An easy way around the constitutional issue would have been to include a public option and make the whole system more like Medicare. Instead of an individual mandate, you could “tax” individuals and provide them with insurance through the public option. You could then grant everyone who had private insurance a waiver from the tax. Even if the state doesn’t have the right to compel an individual to buy a private product, its constitutional right to tax individuals in exchange for government services is not in doubt.
It is important to note that there is still time to deal with this problem. Reconciliation can be used to add a public option to the health reform package if it is done before the end of this lame duck session.
Instead of an individual mandate, you could also just allow insurance companies to charge a back-premium penalty as a way of preventing people from signing up only when they were sick. This would give insurance companies the right to charge the previously uninsured a set amount of “back premiums” upon sign-up, reducing the financial incentive to remain uninsured until ill.

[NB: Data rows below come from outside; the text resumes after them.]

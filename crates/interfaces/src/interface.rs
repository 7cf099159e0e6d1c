//! The interface contract.
//!
//! An [`Interface`] describes one capability type. It validates plug and
//! slot declarations, decides auto-connection, and contributes policy to
//! each backend through four hooks per backend:
//!
//! | hook                 | runs for                          | scoped to   |
//! |----------------------|-----------------------------------|-------------|
//! | `*_permanent_slot`   | every declared slot               | slot apps   |
//! | `*_permanent_plug`   | every declared plug               | plug apps   |
//! | `*_connected_slot`   | every connection                  | slot apps   |
//! | `*_connected_plug`   | every connection                  | plug apps   |
//!
//! Every hook defaults to contributing nothing.

use crate::backend::{AppArmorSpec, DBusSpec, SeccompSpec, SystemdSpec, UDevSpec};
use crate::connection::{ConnectedPlug, ConnectedSlot};
use crate::error::Side;
use crate::package::{PlugInfo, SlotInfo};
use crate::{Error, Result};

/// Descriptive, policy-relevant facts about an interface.
#[derive(Debug, Clone, Default, PartialEq, Eq)]
pub struct StaticInfo {
    pub summary: &'static str,
    /// Slot provided implicitly by the core package on all-snap systems.
    pub implicit_on_core: bool,
    /// Slot provided implicitly by the core package on classic systems.
    pub implicit_on_classic: bool,
    /// Base declaration fragment governing slots of this interface.
    pub base_declaration_slots: &'static str,
    /// Base declaration fragment governing plugs of this interface.
    pub base_declaration_plugs: &'static str,
}

#[allow(unused_variables)]
pub trait Interface: Send + Sync {
    /// Unique interface name.
    fn name(&self) -> &'static str;

    fn static_info(&self) -> StaticInfo {
        StaticInfo::default()
    }

    /// Checks a plug declaration at load time.
    fn before_prepare_plug(&self, plug: &PlugInfo) -> Result<()> {
        Ok(())
    }

    /// Checks a slot declaration at load time.
    fn before_prepare_slot(&self, slot: &SlotInfo) -> Result<()> {
        Ok(())
    }

    /// Whether this plug and slot may be connected without being asked.
    fn auto_connect(&self, plug: &PlugInfo, slot: &SlotInfo) -> bool {
        true
    }

    // AppArmor

    fn apparmor_connected_plug(
        &self,
        spec: &mut AppArmorSpec,
        plug: &ConnectedPlug<'_>,
        slot: &ConnectedSlot<'_>,
    ) -> Result<()> {
        Ok(())
    }

    fn apparmor_connected_slot(
        &self,
        spec: &mut AppArmorSpec,
        plug: &ConnectedPlug<'_>,
        slot: &ConnectedSlot<'_>,
    ) -> Result<()> {
        Ok(())
    }

    fn apparmor_permanent_plug(&self, spec: &mut AppArmorSpec, plug: &PlugInfo) -> Result<()> {
        Ok(())
    }

    fn apparmor_permanent_slot(&self, spec: &mut AppArmorSpec, slot: &SlotInfo) -> Result<()> {
        Ok(())
    }

    // seccomp

    fn seccomp_connected_plug(
        &self,
        spec: &mut SeccompSpec,
        plug: &ConnectedPlug<'_>,
        slot: &ConnectedSlot<'_>,
    ) -> Result<()> {
        Ok(())
    }

    fn seccomp_connected_slot(
        &self,
        spec: &mut SeccompSpec,
        plug: &ConnectedPlug<'_>,
        slot: &ConnectedSlot<'_>,
    ) -> Result<()> {
        Ok(())
    }

    fn seccomp_permanent_plug(&self, spec: &mut SeccompSpec, plug: &PlugInfo) -> Result<()> {
        Ok(())
    }

    fn seccomp_permanent_slot(&self, spec: &mut SeccompSpec, slot: &SlotInfo) -> Result<()> {
        Ok(())
    }

    // D-Bus

    fn dbus_connected_plug(
        &self,
        spec: &mut DBusSpec,
        plug: &ConnectedPlug<'_>,
        slot: &ConnectedSlot<'_>,
    ) -> Result<()> {
        Ok(())
    }

    fn dbus_connected_slot(
        &self,
        spec: &mut DBusSpec,
        plug: &ConnectedPlug<'_>,
        slot: &ConnectedSlot<'_>,
    ) -> Result<()> {
        Ok(())
    }

    fn dbus_permanent_plug(&self, spec: &mut DBusSpec, plug: &PlugInfo) -> Result<()> {
        Ok(())
    }

    fn dbus_permanent_slot(&self, spec: &mut DBusSpec, slot: &SlotInfo) -> Result<()> {
        Ok(())
    }

    // udev

    fn udev_connected_plug(
        &self,
        spec: &mut UDevSpec,
        plug: &ConnectedPlug<'_>,
        slot: &ConnectedSlot<'_>,
    ) -> Result<()> {
        Ok(())
    }

    fn udev_connected_slot(
        &self,
        spec: &mut UDevSpec,
        plug: &ConnectedPlug<'_>,
        slot: &ConnectedSlot<'_>,
    ) -> Result<()> {
        Ok(())
    }

    fn udev_permanent_plug(&self, spec: &mut UDevSpec, plug: &PlugInfo) -> Result<()> {
        Ok(())
    }

    fn udev_permanent_slot(&self, spec: &mut UDevSpec, slot: &SlotInfo) -> Result<()> {
        Ok(())
    }

    // systemd

    fn systemd_connected_plug(
        &self,
        spec: &mut SystemdSpec,
        plug: &ConnectedPlug<'_>,
        slot: &ConnectedSlot<'_>,
    ) -> Result<()> {
        Ok(())
    }

    fn systemd_connected_slot(
        &self,
        spec: &mut SystemdSpec,
        plug: &ConnectedPlug<'_>,
        slot: &ConnectedSlot<'_>,
    ) -> Result<()> {
        Ok(())
    }

    fn systemd_permanent_plug(&self, spec: &mut SystemdSpec, plug: &PlugInfo) -> Result<()> {
        Ok(())
    }

    fn systemd_permanent_slot(&self, spec: &mut SystemdSpec, slot: &SlotInfo) -> Result<()> {
        Ok(())
    }
}

impl std::fmt::Debug for dyn Interface {
    fn fmt(&self, f: &mut std::fmt::Formatter<'_>) -> std::fmt::Result {
        f.debug_struct("Interface").field("name", &self.name()).finish()
    }
}

/// Validates a plug declaration against `iface`.
pub fn sanitize_plug(iface: &dyn Interface, plug: &PlugInfo) -> Result<()> {
    if plug.interface != iface.name() {
        return Err(Error::WrongInterface {
            side: Side::Plug,
            name: plug.name.clone(),
            declared: plug.interface.clone(),
            used: iface.name().to_string(),
        });
    }
    iface.before_prepare_plug(plug)
}

/// Validates a slot declaration against `iface`.
pub fn sanitize_slot(iface: &dyn Interface, slot: &SlotInfo) -> Result<()> {
    if slot.interface != iface.name() {
        return Err(Error::WrongInterface {
            side: Side::Slot,
            name: slot.name.clone(),
            declared: slot.interface.clone(),
            used: iface.name().to_string(),
        });
    }
    iface.before_prepare_slot(slot)
}

/// Rejects slots of `iface` declared by anything but an os or gadget package.
pub fn reserve_slot_for_core_or_gadget(iface: &dyn Interface, slot: &SlotInfo) -> Result<()> {
    if slot.package.package_type().is_core_or_gadget() {
        return Ok(());
    }
    Err(Error::Reserved {
        interface: iface.name().to_string(),
        side: Side::Slot,
    })
}

#[cfg(test)]
mod tests {
    use super::*;
    use crate::attrs::Attrs;
    use crate::package::{PackageIdentity, PackageType};
    use std::sync::Arc;

    struct Bare;

    impl Interface for Bare {
        fn name(&self) -> &'static str {
            "bare"
        }
    }

    fn slot(interface: &str, package_type: PackageType) -> SlotInfo {
        let package = Arc::new(PackageIdentity::new("pkg", package_type, ["app"]));
        SlotInfo::new(package, "s", interface, Attrs::new(), ["app".to_string()].into())
    }

    #[test]
    fn test_defaults_are_permissive() {
        let s = slot("bare", PackageType::App);
        let plug = PlugInfo::new(
            s.package.clone(),
            "p",
            "bare",
            Attrs::new(),
            ["app".to_string()].into(),
        );
        assert!(sanitize_slot(&Bare, &s).is_ok());
        assert!(sanitize_plug(&Bare, &plug).is_ok());
        assert!(Bare.auto_connect(&plug, &s));
        assert_eq!(Bare.static_info(), StaticInfo::default());
    }

    #[test]
    fn test_sanitize_with_wrong_interface() {
        let s = slot("other-interface", PackageType::Gadget);
        let err = sanitize_slot(&Bare, &s).unwrap_err();
        assert_eq!(
            err.to_string(),
            r#"cannot sanitize slot "s" (interface "other-interface") using interface "bare""#
        );
    }

    #[test]
    fn test_reserved_for_core_or_gadget() {
        assert!(reserve_slot_for_core_or_gadget(&Bare, &slot("bare", PackageType::Os)).is_ok());
        assert!(
            reserve_slot_for_core_or_gadget(&Bare, &slot("bare", PackageType::Gadget)).is_ok()
        );
        let err = reserve_slot_for_core_or_gadget(&Bare, &slot("bare", PackageType::App))
            .unwrap_err();
        assert_eq!(
            err.to_string(),
            "bare slots are reserved for the core and gadget snaps"
        );
    }
}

Completely eliminating the individual mandate shouldn’t have a huge effect on the insurance companies, despite what the administration and the defenders of the bill claim. Several states require guaranteed issue for individual coverage already. You don’t need the individual mandate in order to outlaw the denial of coverage based on pre-existing conditions.
Because the cost of insurance in the current law is so much greater than the cost of the mandate, making the decision to not buy insurance is still viable–the price of the penalty would still not make buying insurance a smart economic decision. Therefore, the mandate was unlikely to convince many additional people to buy insurance, and likely wouldn’t have that much impact on the number of people in the risk pools.
There is no reason the health care bill can’t stand as-is without the mandate. The fact that insurance companies have already been complying with things like guaranteed issue at the state level for years without a mandate means the law can stay in effect without one.